What if your images on graphs always looked perfect without guesswork?

The Scenario

Imagine you have a photo and you want to show it on a graph exactly as it looks, but you only have numbers to place it on the axes. You try to guess where the edges should be and how wide or tall it should appear.

The Problem

Manually guessing the size and position is slow and frustrating. The image might look stretched or squished, and you waste time fixing it. It's easy to make mistakes that ruin the picture's true shape.

The Solution

Using image extent and aspect ratio settings lets you place the image precisely on the graph.
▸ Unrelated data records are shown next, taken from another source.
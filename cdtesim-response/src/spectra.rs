//! Histogram families of a run.
//!
//! For each of the 32 modules and the two virtual channels (all modules
//! summed, big pixels excluding CFL and BKG) eight spectra are kept:
//! {raw, realistic} × {fine, instrument-binned} × {all hits, single hit}.
//! A few global histograms sit next to them.

use crate::calibration::CalibrationConstants;
use crate::collection::{CollectionDiagnostics, CollectionResponse};
use cdtesim_core::{
    spectrum_channel_name, Axis, ChannelId, Error, Histogram1D, Histogram2D, Result,
    RunSink, BIG_PIXEL_CHANNEL, NUM_CHANNELS, NUM_MODULES, NUM_SPECTRUM_CHANNELS,
    PIXELS_PER_MODULE, SCIENCE_EDGES_KEV, SUMMED_CHANNEL,
};

/// Directory histograms are written under.
pub const HISTOGRAM_DIRECTORY: &str = "hist";

/// `hEdepSum` covers 0-300 keV in 0.5 keV bins.
const EDEP_SUM_BINS: usize = 600;
const EDEP_SUM_MAX_KEV: f64 = 300.0;

/// Binning of the fine-grained spectra.
#[derive(Debug, Clone, Copy, PartialEq)]
pub struct FineBinning {
    /// Number of bins.
    pub bins: usize,
    /// Upper edge (keV); the lower edge is 0.
    pub max_kev: f64,
}

impl Default for FineBinning {
    fn default() -> Self {
        Self {
            bins: 1500,
            max_kev: 150.0,
        }
    }
}

/// One spectrum channel: eight spectra plus the pixel pattern.
#[derive(Debug, Clone, PartialEq)]
pub struct SpectrumFamily {
    /// Raw deposits, fine binning.
    pub edep: Histogram1D,
    /// Realistic energies, fine binning.
    pub real: Histogram1D,
    /// Raw deposits, instrument bins.
    pub edep_sci: Histogram1D,
    /// Realistic energies, instrument bins.
    pub real_sci: Histogram1D,
    /// Single-hit raw deposits, fine binning.
    pub edep_single: Histogram1D,
    /// Single-hit realistic energies, fine binning.
    pub real_single: Histogram1D,
    /// Single-hit raw deposits, instrument bins.
    pub edep_sci_single: Histogram1D,
    /// Single-hit realistic energies, instrument bins.
    pub real_sci_single: Histogram1D,
    /// Pixel count pattern of channels above threshold.
    pub pattern: Histogram1D,
}

impl SpectrumFamily {
    fn new(index: usize, fine: FineBinning) -> Result<Self> {
        let label = spectrum_channel_name(index);
        let fine_axis = Axis::uniform(fine.bins, 0.0, fine.max_kev)?;
        let sci_axis = Axis::variable(&SCIENCE_EDGES_KEV)?;
        let recorded = format!("Recorded energy spectrum ({label}); Energy (keV)");
        let deposited = format!("Deposited energy spectrum ({label}); Energy (keV)");
        let recorded_sci =
            format!("Recorded energy spectrum - Rebinned to SCI channels ({label}); Energy (keV)");
        let deposited_sci =
            format!("Deposited energy spectrum - Rebinned to SCI channels ({label}); Energy (keV)");

        #[allow(clippy::cast_precision_loss)]
        let pattern_axis = Axis::uniform(PIXELS_PER_MODULE, 0.0, PIXELS_PER_MODULE as f64)?;

        Ok(Self {
            edep: Histogram1D::new(format!("hEdep{index}"), &deposited, fine_axis.clone()),
            real: Histogram1D::new(format!("hReal{index}"), &recorded, fine_axis.clone()),
            edep_sci: Histogram1D::new(format!("hEdepSci{index}"), &deposited_sci, sci_axis.clone()),
            real_sci: Histogram1D::new(format!("hRealSci{index}"), &recorded_sci, sci_axis.clone()),
            edep_single: Histogram1D::new(
                format!("hEdepSingleHit{index}"),
                &deposited,
                fine_axis.clone(),
            ),
            real_single: Histogram1D::new(format!("hRealSingleHit{index}"), &recorded, fine_axis),
            edep_sci_single: Histogram1D::new(
                format!("hEdepSciSingleHit{index}"),
                &deposited_sci,
                sci_axis.clone(),
            ),
            real_sci_single: Histogram1D::new(
                format!("hRealSciSingleHit{index}"),
                &recorded_sci,
                sci_axis,
            ),
            pattern: Histogram1D::new(
                format!("hpat_{index}"),
                "Detector count pattern; Pixel #; counts;",
                pattern_axis,
            ),
        })
    }

    fn fill_all(&mut self, raw_kev: f64, realistic_kev: f64) {
        self.edep.fill(raw_kev);
        self.real.fill(realistic_kev);
        self.edep_sci.fill(raw_kev);
        self.real_sci.fill(realistic_kev);
    }

    fn fill_single(&mut self, raw_kev: f64, realistic_kev: f64) {
        self.edep_single.fill(raw_kev);
        self.real_single.fill(realistic_kev);
        self.edep_sci_single.fill(raw_kev);
        self.real_sci_single.fill(realistic_kev);
    }

    fn instrument_binned_mut(&mut self) -> [&mut Histogram1D; 4] {
        [
            &mut self.edep_sci,
            &mut self.real_sci,
            &mut self.edep_sci_single,
            &mut self.real_sci_single,
        ]
    }

    /// Histograms in output order.
    #[must_use]
    pub fn histograms(&self) -> [&Histogram1D; 9] {
        [
            &self.real,
            &self.edep,
            &self.real_sci,
            &self.edep_sci,
            &self.real_sci_single,
            &self.edep_sci_single,
            &self.real_single,
            &self.edep_single,
            &self.pattern,
        ]
    }

    fn merge(&mut self, other: &Self) -> Result<()> {
        self.edep.merge(&other.edep)?;
        self.real.merge(&other.real)?;
        self.edep_sci.merge(&other.edep_sci)?;
        self.real_sci.merge(&other.real_sci)?;
        self.edep_single.merge(&other.edep_single)?;
        self.real_single.merge(&other.real_single)?;
        self.edep_sci_single.merge(&other.edep_sci_single)?;
        self.real_sci_single.merge(&other.real_sci_single)?;
        self.pattern.merge(&other.pattern)
    }
}

/// All histograms of one run.
#[derive(Debug, Clone, PartialEq)]
pub struct SpectrumBank {
    families: Vec<SpectrumFamily>,
    /// Raw deposit per channel with signal, `hEdepSum`.
    pub edep_sum: Histogram1D,
    /// Channels with signal per module, `h1DetTotCnts`.
    pub detector_counts: Histogram1D,
    /// Channels with signal per channel index, `h1PixelTotCnts`.
    pub pixel_counts: Histogram1D,
    /// Incident-plane hit map, `h2xy`.
    pub hit_map: Histogram2D,
    /// Charge-collection monitoring.
    pub diagnostics: CollectionDiagnostics,
    normalized: bool,
}

impl SpectrumBank {
    /// Allocates every histogram of a run.
    ///
    /// # Errors
    /// Returns an error if the fine binning is invalid.
    pub fn new(fine: FineBinning, constants: &CalibrationConstants) -> Result<Self> {
        let families = (0..NUM_SPECTRUM_CHANNELS)
            .map(|i| SpectrumFamily::new(i, fine))
            .collect::<Result<Vec<_>>>()?;

        #[allow(clippy::cast_precision_loss)]
        let (modules, channels) = (NUM_MODULES as f64, NUM_CHANNELS as f64);

        Ok(Self {
            families,
            edep_sum: Histogram1D::new(
                "hEdepSum",
                "Detector summed energy spectrum; Energy (keV); Counts;",
                Axis::uniform(EDEP_SUM_BINS, 0.0, EDEP_SUM_MAX_KEV)?,
            ),
            detector_counts: Histogram1D::new(
                "h1DetTotCnts",
                "Detector total counts; Detector ID; counts;",
                Axis::uniform(NUM_MODULES, 0.0, modules)?,
            ),
            pixel_counts: Histogram1D::new(
                "h1PixelTotCnts",
                "Pixel total counts; Pixel ID; counts;",
                Axis::uniform(NUM_CHANNELS, 0.0, channels)?,
            ),
            hit_map: Histogram2D::new(
                "h2xy",
                "Locations of hits; X (mm); Y(mm)",
                Axis::uniform(1800, -90.0, 90.0)?,
                Axis::uniform(1800, -90.0, 90.0)?,
            ),
            diagnostics: CollectionDiagnostics::new(constants)?,
            normalized: false,
        })
    }

    /// Family of spectrum channel `index` (module, or one of the virtual channels).
    #[must_use]
    pub fn family(&self, index: usize) -> Option<&SpectrumFamily> {
        self.families.get(index)
    }

    /// All families in channel order.
    #[must_use]
    pub fn families(&self) -> &[SpectrumFamily] {
        &self.families
    }

    /// True once the instrument-binned spectra were width-normalized.
    #[must_use]
    pub fn is_normalized(&self) -> bool {
        self.normalized
    }

    /// Fills the all-hits spectra of the channel's module, the summed channel
    /// and, for big pixels outside CFL/BKG, the big-pixel channel. Also counts
    /// the channel in the global totals.
    #[allow(clippy::cast_precision_loss)]
    pub fn fill_channel(&mut self, channel: ChannelId, raw_kev: f64, realistic_kev: f64) {
        self.edep_sum.fill(raw_kev);
        self.detector_counts.fill(channel.module() as f64);
        self.pixel_counts.fill(channel.index() as f64);
        for target in Self::targets(channel) {
            self.families[target].fill_all(raw_kev, realistic_kev);
        }
    }

    /// Fills the single-hit spectra, same routing as [`Self::fill_channel`].
    pub fn fill_single_hit(&mut self, channel: ChannelId, raw_kev: f64, realistic_kev: f64) {
        for target in Self::targets(channel) {
            self.families[target].fill_single(raw_kev, realistic_kev);
        }
    }

    /// Counts a channel above threshold in the pixel patterns.
    #[allow(clippy::cast_precision_loss)]
    pub fn fill_pattern(&mut self, channel: ChannelId) {
        let pixel = channel.pixel() as f64;
        for target in Self::targets(channel) {
            self.families[target].pattern.fill(pixel);
        }
    }

    /// Records an incident-plane crossing at instrument offsets `(y, z)`.
    pub fn fill_hit_map(&mut self, y_mm: f64, z_mm: f64) {
        self.hit_map.fill(y_mm, z_mm);
    }

    /// Records one charge-collection evaluation.
    pub fn record_collection(&mut self, response: &CollectionResponse) {
        self.diagnostics.record(response);
    }

    fn targets(channel: ChannelId) -> impl Iterator<Item = usize> {
        let big = channel.in_big_pixel_sum().then_some(BIG_PIXEL_CHANNEL);
        [channel.module(), SUMMED_CHANNEL].into_iter().chain(big)
    }

    /// Divides every instrument-binned spectrum by its bin widths, turning
    /// counts into counts per keV. Runs at most once per bank.
    pub fn normalize_instrument_spectra(&mut self) {
        if self.normalized {
            return;
        }
        for family in &mut self.families {
            for histogram in family.instrument_binned_mut() {
                histogram.normalize_by_width();
            }
        }
        self.normalized = true;
    }

    /// Adds another bank into this one.
    ///
    /// # Errors
    /// Returns an error if the layouts differ or only one bank is normalized.
    pub fn merge(&mut self, other: &Self) -> Result<()> {
        if self.normalized != other.normalized {
            return Err(Error::Config(
                "cannot merge a normalized spectrum bank with an unnormalized one".to_string(),
            ));
        }
        if self.families.len() != other.families.len() {
            return Err(Error::Config(format!(
                "spectrum bank size mismatch: {} vs {}",
                self.families.len(),
                other.families.len()
            )));
        }
        for (mine, theirs) in self.families.iter_mut().zip(&other.families) {
            mine.merge(theirs)?;
        }
        self.edep_sum.merge(&other.edep_sum)?;
        self.detector_counts.merge(&other.detector_counts)?;
        self.pixel_counts.merge(&other.pixel_counts)?;
        self.hit_map.merge(&other.hit_map)?;
        self.diagnostics.merge(&other.diagnostics)
    }

    /// Iterates over every 1-D histogram in output order.
    pub fn histograms(&self) -> impl Iterator<Item = &Histogram1D> {
        self.families
            .iter()
            .flat_map(SpectrumFamily::histograms)
            .chain([
                &self.edep_sum,
                &self.detector_counts,
                &self.pixel_counts,
                &self.diagnostics.depth,
                &self.diagnostics.efficiency,
                &self.diagnostics.near_surface,
            ])
    }

    /// Looks up a 1-D histogram by name.
    #[must_use]
    pub fn histogram(&self, name: &str) -> Option<&Histogram1D> {
        self.histograms().find(|h| h.name() == name)
    }

    /// Writes every histogram to `sink` under [`HISTOGRAM_DIRECTORY`].
    ///
    /// # Errors
    /// Propagates sink failures.
    pub fn write_to(&self, sink: &mut dyn RunSink) -> Result<()> {
        for histogram in self.histograms() {
            sink.write_histogram(HISTOGRAM_DIRECTORY, histogram)?;
        }
        sink.write_histogram_2d(HISTOGRAM_DIRECTORY, &self.hit_map)
    }
}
You control where it starts and ends on the axes and keep its shape correct, so it looks natural and clear.

Before vs After
Before
plt.imshow(image)
plt.axis('on')  # Image may look stretched or misplaced
After
plt.imshow(image, extent=[0, 10, 0, 5], aspect='equal')  # Image fits perfectly with correct shape
What It Enables

You can display images on graphs exactly as they are, making your visual data clear and trustworthy.

Real Life Example

When showing a map image on a plot, setting extent and aspect ratio ensures the map's shape matches real-world distances, helping people understand locations correctly.

Key Takeaways

Manual placement of images on plots is slow and error-prone.

Image extent sets exact position and size on axes.

Aspect ratio keeps the image's shape true and undistorted.